### Problem statement
Each line that has the string "bool" must be copied from the records below.

(Dataset entries)
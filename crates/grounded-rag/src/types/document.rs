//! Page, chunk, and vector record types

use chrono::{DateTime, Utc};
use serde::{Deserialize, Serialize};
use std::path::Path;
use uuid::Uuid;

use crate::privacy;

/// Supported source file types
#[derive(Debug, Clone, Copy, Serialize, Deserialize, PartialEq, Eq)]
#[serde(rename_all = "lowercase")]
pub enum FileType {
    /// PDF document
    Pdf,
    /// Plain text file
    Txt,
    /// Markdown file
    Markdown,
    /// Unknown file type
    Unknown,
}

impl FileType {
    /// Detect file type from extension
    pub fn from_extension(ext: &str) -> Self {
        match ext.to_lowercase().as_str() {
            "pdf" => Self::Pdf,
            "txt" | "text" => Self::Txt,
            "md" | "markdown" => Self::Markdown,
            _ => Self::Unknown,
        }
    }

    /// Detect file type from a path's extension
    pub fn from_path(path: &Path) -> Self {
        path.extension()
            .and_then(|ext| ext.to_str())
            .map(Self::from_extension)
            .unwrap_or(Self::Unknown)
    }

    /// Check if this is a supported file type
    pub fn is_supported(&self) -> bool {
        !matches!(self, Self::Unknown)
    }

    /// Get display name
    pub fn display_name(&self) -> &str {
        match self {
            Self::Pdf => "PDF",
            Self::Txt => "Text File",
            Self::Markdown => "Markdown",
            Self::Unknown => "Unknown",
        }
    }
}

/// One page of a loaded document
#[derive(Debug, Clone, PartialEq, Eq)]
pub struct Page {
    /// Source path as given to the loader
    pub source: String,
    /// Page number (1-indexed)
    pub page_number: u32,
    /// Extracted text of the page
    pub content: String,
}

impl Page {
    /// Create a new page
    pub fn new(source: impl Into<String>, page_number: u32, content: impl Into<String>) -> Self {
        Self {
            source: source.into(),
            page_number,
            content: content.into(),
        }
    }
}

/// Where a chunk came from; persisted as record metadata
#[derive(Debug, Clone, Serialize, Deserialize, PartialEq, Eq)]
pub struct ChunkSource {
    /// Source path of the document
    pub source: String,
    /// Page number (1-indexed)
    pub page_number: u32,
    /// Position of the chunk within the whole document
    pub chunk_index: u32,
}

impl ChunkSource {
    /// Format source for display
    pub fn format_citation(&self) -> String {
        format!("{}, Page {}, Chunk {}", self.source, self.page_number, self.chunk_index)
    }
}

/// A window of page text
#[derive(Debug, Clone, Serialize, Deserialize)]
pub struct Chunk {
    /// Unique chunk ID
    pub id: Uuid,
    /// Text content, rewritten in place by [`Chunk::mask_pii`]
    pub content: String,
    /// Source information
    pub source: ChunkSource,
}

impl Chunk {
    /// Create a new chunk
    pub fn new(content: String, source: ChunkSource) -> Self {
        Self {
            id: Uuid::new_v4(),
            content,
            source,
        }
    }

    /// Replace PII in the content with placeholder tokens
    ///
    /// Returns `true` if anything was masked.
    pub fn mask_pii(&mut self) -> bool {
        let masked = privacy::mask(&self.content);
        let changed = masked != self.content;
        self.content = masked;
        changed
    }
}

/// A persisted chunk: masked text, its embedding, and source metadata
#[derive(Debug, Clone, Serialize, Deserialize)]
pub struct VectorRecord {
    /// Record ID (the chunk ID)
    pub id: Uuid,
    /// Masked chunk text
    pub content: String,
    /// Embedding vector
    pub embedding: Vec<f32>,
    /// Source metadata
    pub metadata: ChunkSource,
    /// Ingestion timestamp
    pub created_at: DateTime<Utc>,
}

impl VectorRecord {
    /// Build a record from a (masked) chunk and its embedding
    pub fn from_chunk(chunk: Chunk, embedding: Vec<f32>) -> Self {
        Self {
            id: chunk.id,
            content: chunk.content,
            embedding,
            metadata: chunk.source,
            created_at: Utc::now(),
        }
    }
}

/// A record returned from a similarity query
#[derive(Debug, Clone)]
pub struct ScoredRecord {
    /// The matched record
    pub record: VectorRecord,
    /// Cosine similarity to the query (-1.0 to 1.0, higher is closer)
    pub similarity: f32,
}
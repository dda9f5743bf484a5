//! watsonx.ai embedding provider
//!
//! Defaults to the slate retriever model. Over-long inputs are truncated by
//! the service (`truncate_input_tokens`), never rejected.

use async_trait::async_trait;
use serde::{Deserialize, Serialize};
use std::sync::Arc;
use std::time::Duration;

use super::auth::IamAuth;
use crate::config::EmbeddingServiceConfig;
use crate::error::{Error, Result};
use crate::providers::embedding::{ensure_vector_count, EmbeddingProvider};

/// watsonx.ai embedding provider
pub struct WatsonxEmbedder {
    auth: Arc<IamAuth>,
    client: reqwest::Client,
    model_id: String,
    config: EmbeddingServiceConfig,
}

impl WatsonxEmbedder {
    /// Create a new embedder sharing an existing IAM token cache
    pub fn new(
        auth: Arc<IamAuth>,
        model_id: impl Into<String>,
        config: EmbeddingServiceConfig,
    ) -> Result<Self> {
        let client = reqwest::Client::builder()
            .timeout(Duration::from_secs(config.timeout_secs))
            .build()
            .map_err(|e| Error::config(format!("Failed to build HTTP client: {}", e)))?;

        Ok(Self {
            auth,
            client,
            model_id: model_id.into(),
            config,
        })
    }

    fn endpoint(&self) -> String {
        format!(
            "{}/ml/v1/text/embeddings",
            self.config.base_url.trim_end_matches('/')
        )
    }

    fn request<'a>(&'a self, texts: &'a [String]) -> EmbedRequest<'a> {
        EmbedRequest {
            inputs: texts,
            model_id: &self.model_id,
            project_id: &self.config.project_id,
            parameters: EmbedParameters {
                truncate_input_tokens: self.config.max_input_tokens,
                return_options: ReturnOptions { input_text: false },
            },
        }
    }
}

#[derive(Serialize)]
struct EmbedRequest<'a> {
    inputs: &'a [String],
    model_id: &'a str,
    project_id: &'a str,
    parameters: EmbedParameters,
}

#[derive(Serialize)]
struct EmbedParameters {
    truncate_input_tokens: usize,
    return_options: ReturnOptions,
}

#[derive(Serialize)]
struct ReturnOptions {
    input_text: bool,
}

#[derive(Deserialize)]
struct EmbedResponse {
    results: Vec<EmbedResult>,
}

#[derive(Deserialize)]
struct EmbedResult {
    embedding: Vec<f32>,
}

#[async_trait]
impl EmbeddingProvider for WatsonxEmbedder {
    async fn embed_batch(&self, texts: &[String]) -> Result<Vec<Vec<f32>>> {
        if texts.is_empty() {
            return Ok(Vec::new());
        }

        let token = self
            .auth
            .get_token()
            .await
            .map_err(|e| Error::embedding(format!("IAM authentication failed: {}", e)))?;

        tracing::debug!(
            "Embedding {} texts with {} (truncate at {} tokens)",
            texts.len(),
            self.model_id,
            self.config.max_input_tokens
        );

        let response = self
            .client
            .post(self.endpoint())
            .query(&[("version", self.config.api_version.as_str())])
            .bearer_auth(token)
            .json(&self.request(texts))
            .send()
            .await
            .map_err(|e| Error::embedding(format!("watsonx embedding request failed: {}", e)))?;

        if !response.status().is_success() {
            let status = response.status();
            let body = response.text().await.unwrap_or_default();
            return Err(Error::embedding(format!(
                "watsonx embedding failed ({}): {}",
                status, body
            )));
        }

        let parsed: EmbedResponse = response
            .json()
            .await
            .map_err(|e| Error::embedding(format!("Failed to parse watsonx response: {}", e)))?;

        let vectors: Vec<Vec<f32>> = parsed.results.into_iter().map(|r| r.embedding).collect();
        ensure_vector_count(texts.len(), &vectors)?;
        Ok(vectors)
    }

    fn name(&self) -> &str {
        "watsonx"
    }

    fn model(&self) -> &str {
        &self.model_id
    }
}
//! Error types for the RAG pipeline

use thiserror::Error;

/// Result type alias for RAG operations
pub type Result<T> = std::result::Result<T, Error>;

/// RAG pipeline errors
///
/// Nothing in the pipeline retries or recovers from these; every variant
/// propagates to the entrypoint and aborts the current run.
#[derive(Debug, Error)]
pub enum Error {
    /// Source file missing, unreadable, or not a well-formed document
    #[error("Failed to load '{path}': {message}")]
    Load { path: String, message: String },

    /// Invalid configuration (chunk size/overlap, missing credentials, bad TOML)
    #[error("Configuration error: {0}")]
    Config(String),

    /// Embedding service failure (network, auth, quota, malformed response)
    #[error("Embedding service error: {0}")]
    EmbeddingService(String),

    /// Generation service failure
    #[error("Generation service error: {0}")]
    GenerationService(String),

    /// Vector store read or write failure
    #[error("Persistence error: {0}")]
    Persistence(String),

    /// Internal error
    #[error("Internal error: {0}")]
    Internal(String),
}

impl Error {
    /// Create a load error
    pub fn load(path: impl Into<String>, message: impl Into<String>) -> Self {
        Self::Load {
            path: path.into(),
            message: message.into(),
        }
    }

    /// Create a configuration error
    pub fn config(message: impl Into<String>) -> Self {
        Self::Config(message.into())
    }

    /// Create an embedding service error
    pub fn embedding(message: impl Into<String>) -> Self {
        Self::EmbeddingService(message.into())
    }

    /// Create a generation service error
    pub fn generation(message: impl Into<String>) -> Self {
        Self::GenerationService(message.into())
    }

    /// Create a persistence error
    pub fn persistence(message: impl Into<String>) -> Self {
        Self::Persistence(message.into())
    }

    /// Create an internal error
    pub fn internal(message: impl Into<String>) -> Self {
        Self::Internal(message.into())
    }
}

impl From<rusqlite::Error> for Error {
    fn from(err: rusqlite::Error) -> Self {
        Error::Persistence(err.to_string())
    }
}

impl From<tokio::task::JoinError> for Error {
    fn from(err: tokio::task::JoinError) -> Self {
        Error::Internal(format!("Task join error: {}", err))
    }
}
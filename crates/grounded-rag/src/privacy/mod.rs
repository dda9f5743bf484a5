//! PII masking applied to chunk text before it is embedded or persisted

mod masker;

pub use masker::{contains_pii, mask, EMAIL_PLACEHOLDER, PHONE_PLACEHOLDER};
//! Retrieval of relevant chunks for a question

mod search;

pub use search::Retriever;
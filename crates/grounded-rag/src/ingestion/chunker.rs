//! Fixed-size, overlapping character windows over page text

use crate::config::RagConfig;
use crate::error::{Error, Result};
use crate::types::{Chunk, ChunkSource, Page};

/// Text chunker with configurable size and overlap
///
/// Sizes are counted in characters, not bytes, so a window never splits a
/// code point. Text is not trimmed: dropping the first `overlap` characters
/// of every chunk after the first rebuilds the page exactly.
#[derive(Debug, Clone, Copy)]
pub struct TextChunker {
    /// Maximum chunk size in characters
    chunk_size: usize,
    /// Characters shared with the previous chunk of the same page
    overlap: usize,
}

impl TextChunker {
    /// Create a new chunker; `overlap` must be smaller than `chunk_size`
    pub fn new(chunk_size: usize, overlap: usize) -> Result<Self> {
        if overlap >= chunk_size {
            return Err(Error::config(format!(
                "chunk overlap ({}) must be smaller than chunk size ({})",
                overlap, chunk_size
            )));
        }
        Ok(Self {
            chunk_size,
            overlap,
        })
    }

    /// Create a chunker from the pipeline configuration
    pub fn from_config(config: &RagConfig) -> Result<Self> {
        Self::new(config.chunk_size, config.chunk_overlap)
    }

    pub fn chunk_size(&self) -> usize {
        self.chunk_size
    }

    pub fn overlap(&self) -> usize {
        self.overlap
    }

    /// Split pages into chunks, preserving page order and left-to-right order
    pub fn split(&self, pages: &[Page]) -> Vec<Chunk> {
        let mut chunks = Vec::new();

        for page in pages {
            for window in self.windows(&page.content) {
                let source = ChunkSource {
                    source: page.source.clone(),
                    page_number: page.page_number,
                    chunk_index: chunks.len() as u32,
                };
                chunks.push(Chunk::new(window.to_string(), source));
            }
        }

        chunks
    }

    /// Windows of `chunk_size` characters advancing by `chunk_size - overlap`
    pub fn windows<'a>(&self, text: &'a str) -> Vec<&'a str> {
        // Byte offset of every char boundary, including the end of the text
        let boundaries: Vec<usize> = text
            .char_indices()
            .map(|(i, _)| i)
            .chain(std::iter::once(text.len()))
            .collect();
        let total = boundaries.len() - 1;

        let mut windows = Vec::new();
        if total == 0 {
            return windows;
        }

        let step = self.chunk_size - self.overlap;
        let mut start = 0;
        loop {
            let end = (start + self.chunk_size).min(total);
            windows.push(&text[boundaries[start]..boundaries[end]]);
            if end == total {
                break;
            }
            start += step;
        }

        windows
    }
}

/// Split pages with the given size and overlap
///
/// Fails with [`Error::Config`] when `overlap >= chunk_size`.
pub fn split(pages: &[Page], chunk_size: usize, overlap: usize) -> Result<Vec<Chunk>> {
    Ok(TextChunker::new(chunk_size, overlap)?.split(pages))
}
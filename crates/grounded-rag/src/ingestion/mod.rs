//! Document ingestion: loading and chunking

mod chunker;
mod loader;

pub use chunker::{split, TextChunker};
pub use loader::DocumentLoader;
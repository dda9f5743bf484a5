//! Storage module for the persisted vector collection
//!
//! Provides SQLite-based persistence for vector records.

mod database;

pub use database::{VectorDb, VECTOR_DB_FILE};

### The answer
    pub fn is_supported(&self) -> bool {
    pub fn mask_pii(&mut self) -> bool {
    input_text: bool,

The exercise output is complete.